Cosa fare se la planimetria catastale manca o non si trova? Se la planimetria catastale non è disponibile, occorre verificare il caso specifico: il documento potrebbe non essere presente negli archivi digitali, richiedere ulteriori controlli oppure dover essere recuperato tramite canali tecnici o catastali. In presenza di dubbi, è consigliabile verificare prima i dati catastali dell’immobile e poi valutare il canale più adatto per la richiesta.
Cos’è il Geoportale Cartografico Catastale?

Il Geoportale Cartografico Catastale è il servizio, dell'Agenzia delle Entrate, che consente di consultare la cartografia catastale e di visualizzare il territorio attraverso le mappe catastali. È quindi uno strumento utile per localizzare particelle, fabbricati e riferimenti territoriali, ma non coincide con il servizio di consultazione della planimetria catastale.

In pratica, il Geoportale è collegato alla componente cartografica del Catasto, mentre la planimetria catastale riguarda la rappresentazione interna della singola unità immobiliare. Per questo motivo, chi cerca la planimetria del proprio immobile deve fare riferimento ai canali dedicati dell’Agenzia delle Entrate oppure, nei casi consentiti, a servizi guidati come OPEN Dot Com.

La planimetria catastale e la visura catastale vanno richieste insieme?

Non sempre, ma molto spesso sì. La planimetria catastale e la visura catastale sono documenti diversi e, in molte verifiche immobiliari, risultano complementari.
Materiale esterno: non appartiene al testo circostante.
use super::*;

pub(super) fn config_path(explicit: Option<&Path>) -> anyhow::Result<PathBuf> {
    match explicit {
        Some(path) => Ok(path.to_path_buf()),
        None => default_config_path(),
    }
}

pub(super) fn load_config(path: &Path) -> anyhow::Result<AppConfig> {
    AppConfig::load(path).with_context(|| format!("load config {}", path.display()))
}

/// Engine wired to the real `aws-adfs`, shell, credentials file and keyring.
pub(super) fn build_engine(config: &AppConfig) -> anyhow::Result<Arc<Engine>> {
    let credentials = AwsCredentialsFile::from_env()?;
    info!(path = %credentials.path().display(), "reading AWS credentials");
    Engine::new(
        config,
        Collaborators {
            authenticator: Arc::new(AdfsCliAuthenticator::default()),
            runner: Arc::new(ShellCommandRunner::default()),
            credentials: Arc::new(credentials),
            logins: usable_login_store(Arc::new(KeyringLoginStore::default())),
        },
    )
}

/// `primary` when it answers a lookup, else an in-memory store so a server
/// without a keyring still accepts logins sent by clients.
pub(super) fn usable_login_store(primary: Arc<dyn LoginStore>) -> Arc<dyn LoginStore> {
    match primary.get(&LoginAccount::Default) {
        Ok(_) => primary,
        Err(err) => {
            warn!(error = %err, "login storage unavailable; saved logins will not persist");
            Arc::new(MemoryLoginStore::default())
        }
    }
}

pub(super) fn login_account(profile: Option<String>) -> LoginAccount {
    match profile {
        Some(profile) => LoginAccount::Profile(profile),
        None => LoginAccount::Default,
    }
}

/// Cancelled on the first Ctrl-C.
pub(super) fn interrupt_token() -> CancellationToken {
    let token = CancellationToken::new();
    let trigger = token.clone();
    tokio::spawn(async move {
        if tokio::signal::ctrl_c().await.is_ok() {
            warn!("interrupted; cancelling");
            trigger.cancel();
        }
    });
    token
}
La visura catastale serve a controllare i dati identificativi, censuari e reddituali dell’immobile, mentre la planimetria catastale consente di vedere la distribuzione interna dell’unità immobiliare così come risulta depositata in Catasto.
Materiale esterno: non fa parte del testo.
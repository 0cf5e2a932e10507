//! JSON messages exchanged with a client session. Every frame is an object
//! tagged by `type`.

use crate::auth::LoginInputs;
use crate::connection::{ConnectOverrides, ConnectRequest};
use crate::credentials::{CredentialKind, CredentialStatus};
use crate::events::Event;
use crate::model::ProfileId;
use serde::{Deserialize, Serialize};
use std::collections::BTreeMap;
use std::fmt;
use std::time::Duration;
use uuid::Uuid;

#[derive(Clone, Default, Deserialize, PartialEq, Eq)]
pub struct CredentialsPayload {
    #[serde(default)]
    pub username: String,
    #[serde(default)]
    pub password: String,
    #[serde(default)]
    pub adfs_host: String,
    #[serde(default)]
    pub timeout: Option<u64>,
    #[serde(default)]
    pub retries: Option<u32>,
    #[serde(default)]
    pub no_sspi: Option<bool>,
    #[serde(default)]
    pub env_mode: Option<bool>,
}

impl fmt::Debug for CredentialsPayload {
    fn fmt(&self, f: &mut fmt::Formatter<'_>) -> fmt::Result {
        f.debug_struct("CredentialsPayload")
            .field("username", &self.username)
            .field("adfs_host", &self.adfs_host)
            .field("timeout", &self.timeout)
            .field("retries", &self.retries)
            .finish_non_exhaustive()
    }
}

impl CredentialsPayload {
    pub fn into_request(self) -> ConnectRequest {
        let inputs = LoginInputs {
            username: self.username,
            password: self.password,
            adfs_host: self.adfs_host,
        };
        ConnectRequest {
            inputs: Some(inputs).filter(LoginInputs::is_usable),
            overrides: ConnectOverrides {
                timeout: self.timeout.filter(|secs| *secs > 0).map(Duration::from_secs),
                retries: self.retries,
                no_sspi: self.no_sspi,
                env_mode: self.env_mode,
            },
        }
    }
}

#[derive(Clone, Debug, Deserialize, PartialEq, Eq)]
#[serde(tag = "type", rename_all = "snake_case")]
pub enum ClientMessage {
    ConnectProfile {
        profile: ProfileId,
        #[serde(default)]
        credentials: Option<CredentialsPayload>,
    },
    ToggleProfile {
        profile: ProfileId,
        #[serde(default)]
        credentials: Option<CredentialsPayload>,
    },
    DisconnectProfile {
        profile: ProfileId,
    },
    ExecuteCommand {
        #[serde(default)]
        profile: Option<ProfileId>,
        #[serde(default)]
        profiles: Option<Vec<ProfileId>>,
        command: String,
        #[serde(default)]
        timeout: Option<u64>,
    },
    ValidateCredentials {
        #[serde(default)]
        profiles: Option<Vec<ProfileId>>,
    },
}

impl ClientMessage {
    pub fn parse(text: &str) -> Result<Self, serde_json::Error> {
        serde_json::from_str(text)
    }

    pub fn connect_request(credentials: Option<CredentialsPayload>) -> ConnectRequest {
        credentials
            .map(CredentialsPayload::into_request)
            .unwrap_or_default()
    }
}

/// Merges the single and multi-profile forms of `execute_command`, keeping
/// first-seen order.
pub fn command_targets(profile: Option<ProfileId>, profiles: Option<Vec<ProfileId>>) -> Vec<ProfileId> {
    let mut targets: Vec<ProfileId> = Vec::new();
    for candidate in profile.into_iter().chain(profiles.unwrap_or_default()) {
        let candidate = candidate.trim().to_string();
        if !candidate.is_empty() && !targets.contains(&candidate) {
            targets.push(candidate);
        }
    }
    targets
}

#[derive(Clone, Debug, Serialize)]
#[serde(tag = "type", rename_all = "snake_case")]
pub enum ServerMessage {
    ConnectionStatus {
        profile: ProfileId,
        status: &'static str,
        #[serde(skip_serializing_if = "Option::is_none")]
        message: Option<String>,
    },
    CommandStarted {
        profile: ProfileId,
        request_id: Uuid,
    },
    CommandOutput {
        profile: ProfileId,
        output: String,
        is_error: bool,
    },
    CommandComplete {
        profile: ProfileId,
        success: bool,
        duration: f64,
        #[serde(skip_serializing_if = "Option::is_none")]
        output: Option<String>,
        #[serde(skip_serializing_if = "Option::is_none")]
        error: Option<String>,
        skipped: bool,
    },
    CredentialsValidationResult {
        results: BTreeMap<ProfileId, CredentialStatus>,
        summary: BTreeMap<CredentialKind, usize>,
    },
    Error {
        message: String,
    },
}

impl From<Event> for ServerMessage {
    fn from(event: Event) -> Self {
        match event {
            Event::ConnectionStatus(status) => ServerMessage::ConnectionStatus {
                profile: status.profile,
                status: status.state.display_status(),
                message: status.message,
            },
            Event::CommandStarted {
                profile,
                request_id,
            } => ServerMessage::CommandStarted {
                profile,
                request_id,
            },
            Event::CommandOutput {
                profile,
                output,
                is_error,
            } => ServerMessage::CommandOutput {
                profile,
                output,
                is_error,
            },
            Event::CommandComplete(result) => ServerMessage::CommandComplete {
                output: result.display_output(),
                duration: result.duration.as_secs_f64(),
                success: result.success,
                skipped: result.skipped,
                error: result.error,
                profile: result.profile,
            },
            Event::ValidationResult(report) => ServerMessage::CredentialsValidationResult {
                results: report.results,
                summary: report.summary,
            },
            Event::Error { message } => ServerMessage::Error { message },
        }
    }
}

impl ServerMessage {
    pub fn to_json(&self) -> String {
        serde_json::to_string(self).unwrap_or_else(|err| {
            serde_json::json!({ "type": "error", "message": err.to_string() }).to_string()
        })
    }
}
Per questo motivo, quando occorre verificare correttamente un immobile, ad esempio in vista di una compravendita, di un mutuo o di una successione, può essere utile richiedere entrambi i documenti. La scelta dipende però dal tipo di controllo che si vuole svolgere e dal risultato che si intende ottenere.

Cosa succede se i dati catastali inseriti sono sbagliati?
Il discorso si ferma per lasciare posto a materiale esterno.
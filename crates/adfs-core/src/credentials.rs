//! Session credential material and its classification.
//!
//! Stored material arrives as a flat key/value map (one INI section or one
//! JSON object per profile). Decoding never panics or errors: anything that
//! does not fit a known schema classifies as `invalid`.

use serde::{Deserialize, Serialize};
use std::collections::BTreeMap;
use std::fmt;
use time::OffsetDateTime;
use time::format_description::well_known::Rfc3339;

pub type RawCredentials = BTreeMap<String, String>;

const ACCESS_KEY: &str = "aws_access_key_id";
const SECRET_KEY: &str = "aws_secret_access_key";
const SESSION_TOKEN_KEYS: [&str; 2] = ["aws_session_token", "aws_security_token"];
const EXPIRATION_KEYS: [&str; 4] = [
    "aws_expiration",
    "aws_session_expiration",
    "x_security_token_expires",
    "expiration",
];

#[derive(Clone, Copy, Debug, Eq, PartialEq, Hash, Ord, PartialOrd, Serialize, Deserialize)]
#[serde(rename_all = "snake_case")]
pub enum CredentialKind {
    Valid,
    Expired,
    Invalid,
    Missing,
    Unknown,
}

impl CredentialKind {
    pub fn as_str(&self) -> &'static str {
        match self {
            CredentialKind::Valid => "valid",
            CredentialKind::Expired => "expired",
            CredentialKind::Invalid => "invalid",
            CredentialKind::Missing => "missing",
            CredentialKind::Unknown => "unknown",
        }
    }

    pub fn display_tag(&self) -> DisplayTag {
        let (label, color, icon) = match self {
            CredentialKind::Valid => ("Active", "#28a745", "fas fa-check-circle"),
            CredentialKind::Expired => ("Expired", "#ffc107", "fas fa-clock"),
            CredentialKind::Invalid => ("Invalid", "#dc3545", "fas fa-exclamation-triangle"),
            CredentialKind::Missing => ("Not Configured", "#6c757d", "fas fa-question-circle"),
            CredentialKind::Unknown => ("Unknown", "#17a2b8", "fas fa-circle-question"),
        };
        DisplayTag { label, color, icon }
    }
}

impl fmt::Display for CredentialKind {
    fn fmt(&self, f: &mut fmt::Formatter<'_>) -> fmt::Result {
        f.write_str(self.as_str())
    }
}

#[derive(Clone, Copy, Debug, Eq, PartialEq, Serialize)]
pub struct DisplayTag {
    pub label: &'static str,
    pub color: &'static str,
    pub icon: &'static str,
}

#[derive(Clone, Debug, Eq, PartialEq, Serialize)]
pub struct CredentialStatus {
    pub status: CredentialKind,
    pub message: String,
    #[serde(flatten)]
    pub tag: DisplayTag,
    #[serde(skip_serializing_if = "Option::is_none")]
    pub expires_at: Option<String>,
}

impl CredentialStatus {
    pub fn new(kind: CredentialKind, message: impl Into<String>) -> Self {
        Self {
            status: kind,
            message: message.into(),
            tag: kind.display_tag(),
            expires_at: None,
        }
    }

    pub fn unknown(profile: &str, reason: &str) -> Self {
        Self::new(
            CredentialKind::Unknown,
            format!("Could not check credentials for {profile}: {reason}"),
        )
    }

    pub fn is_valid(&self) -> bool {
        self.status == CredentialKind::Valid
    }
}

/// Recognised layouts of stored session material.
#[derive(Clone, Debug, Eq, PartialEq)]
pub enum SessionCredentials {
    /// Static access keys; never expire.
    LongTerm { access_key_id: String },
    /// Temporary keys issued by a federated login.
    Session {
        access_key_id: String,
        expires_at: Option<OffsetDateTime>,
    },
}

#[derive(Clone, Debug, Eq, PartialEq)]
pub enum DecodeError {
    MissingField(&'static str),
    EmptyField(&'static str),
    BadExpiration(String),
}

impl fmt::Display for DecodeError {
    fn fmt(&self, f: &mut fmt::Formatter<'_>) -> fmt::Result {
        match self {
            DecodeError::MissingField(field) => write!(f, "missing {field}"),
            DecodeError::EmptyField(field) => write!(f, "empty {field}"),
            DecodeError::BadExpiration(value) => write!(f, "unreadable expiration '{value}'"),
        }
    }
}

pub fn decode_session(raw: &RawCredentials) -> Result<SessionCredentials, DecodeError> {
    let access_key_id = required(raw, ACCESS_KEY)?;
    required(raw, SECRET_KEY)?;

    let token = SESSION_TOKEN_KEYS
        .iter()
        .find_map(|key| raw.get(*key))
        .map(|value| value.trim());
    let expiration = EXPIRATION_KEYS
        .iter()
        .find_map(|key| raw.get(*key))
        .map(|value| value.trim());

    match (token, expiration) {
        (None, None) => Ok(SessionCredentials::LongTerm { access_key_id }),
        (Some(""), _) => Err(DecodeError::EmptyField("aws_session_token")),
        (_, Some(value)) => {
            let expires_at = parse_expiration(value)?;
            Ok(SessionCredentials::Session {
                access_key_id,
                expires_at: Some(expires_at),
            })
        }
        (Some(_), None) => Ok(SessionCredentials::Session {
            access_key_id,
            expires_at: None,
        }),
    }
}

fn required(raw: &RawCredentials, key: &'static str) -> Result<String, DecodeError> {
    let value = raw.get(key).ok_or(DecodeError::MissingField(key))?;
    let value = value.trim();
    if value.is_empty() {
        return Err(DecodeError::EmptyField(key));
    }
    Ok(value.to_string())
}

/// Accepts RFC 3339 timestamps and bare unix seconds.
fn parse_expiration(value: &str) -> Result<OffsetDateTime, DecodeError> {
    if let Ok(parsed) = OffsetDateTime::parse(value, &Rfc3339) {
        return Ok(parsed);
    }
    value
        .parse::<i64>()
        .ok()
        .and_then(|secs| OffsetDateTime::from_unix_timestamp(secs).ok())
        .ok_or_else(|| DecodeError::BadExpiration(value.to_string()))
}

/// Classifies one profile's stored material at `now`.
pub fn classify(profile: &str, raw: Option<&RawCredentials>, now: OffsetDateTime) -> CredentialStatus {
    let Some(raw) = raw else {
        return CredentialStatus::new(
            CredentialKind::Missing,
            format!("Profile '{profile}' has no stored credentials"),
        );
    };
    match decode_session(raw) {
        Ok(SessionCredentials::LongTerm { .. }) => CredentialStatus::new(
            CredentialKind::Valid,
            format!("Credentials active for {profile}"),
        ),
        Ok(SessionCredentials::Session {
            expires_at: None, ..
        }) => CredentialStatus::new(
            CredentialKind::Valid,
            format!("Session credentials present for {profile} (no expiration recorded)"),
        ),
        Ok(SessionCredentials::Session {
            expires_at: Some(expires_at),
            ..
        }) => {
            let stamp = expires_at.format(&Rfc3339).ok();
            let mut status = if expires_at <= now {
                CredentialStatus::new(
                    CredentialKind::Expired,
                    format!("Credentials expired for {profile}. Please refresh with aws-adfs."),
                )
            } else {
                CredentialStatus::new(
                    CredentialKind::Valid,
                    format!("Credentials active for {profile}"),
                )
            };
            status.expires_at = stamp;
            status
        }
        Err(err) => CredentialStatus::new(
            CredentialKind::Invalid,
            format!("Invalid credentials for {profile} ({err}). Please re-authenticate."),
        ),
    }
}

pub fn summarize<'a>(
    statuses: impl IntoIterator<Item = &'a CredentialStatus>,
) -> BTreeMap<CredentialKind, usize> {
    let mut summary = BTreeMap::new();
    for status in statuses {
        *summary.entry(status.status).or_insert(0) += 1;
    }
    summary
}

#[cfg(test)]
mod tests {
    use super::*;
    use time::macros::datetime;

    fn raw(pairs: &[(&str, &str)]) -> RawCredentials {
        pairs
            .iter()
            .map(|(key, value)| (key.to_string(), value.to_string()))
            .collect()
    }

    #[test]
    fn missing_material_is_missing() {
        let status = classify("p", None, OffsetDateTime::now_utc());
        assert_eq!(status.status, CredentialKind::Missing);
        assert_eq!(status.tag.label, "Not Configured");
    }

    #[test]
    fn long_term_keys_are_valid() {
        let material = raw(&[(ACCESS_KEY, "AKIA"), (SECRET_KEY, "secret")]);
        let status = classify("p", Some(&material), OffsetDateTime::now_utc());
        assert!(status.is_valid());
    }

    #[test]
    fn session_expiry_is_compared_with_now() {
        let material = raw(&[
            (ACCESS_KEY, "ASIA"),
            (SECRET_KEY, "secret"),
            ("aws_session_token", "token"),
            ("aws_expiration", "2026-01-01T12:00:00Z"),
        ]);
        let before = classify("p", Some(&material), datetime!(2026-01-01 11:00 UTC));
        assert_eq!(before.status, CredentialKind::Valid);
        assert_eq!(before.expires_at.as_deref(), Some("2026-01-01T12:00:00Z"));
        let after = classify("p", Some(&material), datetime!(2026-01-01 12:30 UTC));
        assert_eq!(after.status, CredentialKind::Expired);
    }

    #[test]
    fn unix_expiration_is_accepted() {
        let material = raw(&[
            (ACCESS_KEY, "ASIA"),
            (SECRET_KEY, "secret"),
            ("aws_session_token", "token"),
            ("x_security_token_expires", "0"),
        ]);
        let status = classify("p", Some(&material), OffsetDateTime::now_utc());
        assert_eq!(status.status, CredentialKind::Expired);
    }

    #[test]
    fn malformed_material_fails_closed() {
        let no_secret = raw(&[(ACCESS_KEY, "AKIA")]);
        assert_eq!(
            classify("p", Some(&no_secret), OffsetDateTime::now_utc()).status,
            CredentialKind::Invalid
        );
        let garbage_expiry = raw(&[
            (ACCESS_KEY, "ASIA"),
            (SECRET_KEY, "secret"),
            ("aws_session_token", "token"),
            ("aws_expiration", "tomorrow-ish"),
        ]);
        let status = classify("p", Some(&garbage_expiry), OffsetDateTime::now_utc());
        assert_eq!(status.status, CredentialKind::Invalid);
        assert!(status.message.contains("tomorrow-ish"));
        let empty_token = raw(&[
            (ACCESS_KEY, "ASIA"),
            (SECRET_KEY, "secret"),
            ("aws_session_token", "  "),
        ]);
        assert_eq!(
            decode_session(&empty_token),
            Err(DecodeError::EmptyField("aws_session_token"))
        );
    }

    #[test]
    fn summary_counts_by_kind() {
        let statuses = [
            CredentialStatus::new(CredentialKind::Valid, ""),
            CredentialStatus::new(CredentialKind::Valid, ""),
            CredentialStatus::new(CredentialKind::Missing, ""),
        ];
        let summary = summarize(statuses.iter());
        assert_eq!(summary[&CredentialKind::Valid], 2);
        assert_eq!(summary[&CredentialKind::Missing], 1);
        assert!(!summary.contains_key(&CredentialKind::Expired));
    }
}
Se i dati catastali inseriti non sono corretti, la richiesta può non andare a buon fine oppure può riferirsi a un’unità immobiliare diversa da quella effettivamente cercata. Per questo è importante verificare con attenzione Comune, foglio, particella o mappale e subalterno prima di inoltrare la domanda.

Quando non si è sicuri dei dati, la strada più prudente è recuperarli prima, ad esempio tramite una visura catastale. In questo modo si riduce il rischio di errori nella richiesta della planimetria e si collega correttamente il documento all’immobile di interesse.

La planimetria catastale si può ottenere in PDF?

Sì. La planimetria catastale può essere ottenuta in PDF attraverso i canali telematici che consentono la consultazione del documento, nei limiti previsti per i soggetti legittimati o per i loro delegati. Anche il servizio OPEN Dot Com rende disponibile il documento in PDF nell’area riservata una volta completata correttamente la richiesta.

Il formato PDF consente quindi di consultare, scaricare e utilizzare il documento in modo digitale, fermo restando che l’accesso alla planimetria non è libero e richiede sempre il rispetto delle condizioni previste per la richiesta.

La planimetria catastale riporta i metri quadrati esatti dell’immobile?

Non necessariamente. La planimetria catastale è un disegno tecnico rappresentato in scala e permette di comprendere forma, distribuzione interna e sviluppo degli spazi, ma non deve essere considerata da sola come lo strumento più affidabile per determinare con precisione i metri quadrati esatti dell’immobile.

Per una verifica metrica rigorosa o per esigenze tecniche specifiche, è opportuno fare riferimento anche ad altra documentazione o a un riscontro tecnico diretto. La planimetria resta quindi molto utile per leggere la configurazione dell’immobile, ma non sostituisce una misurazione tecnica di precisione.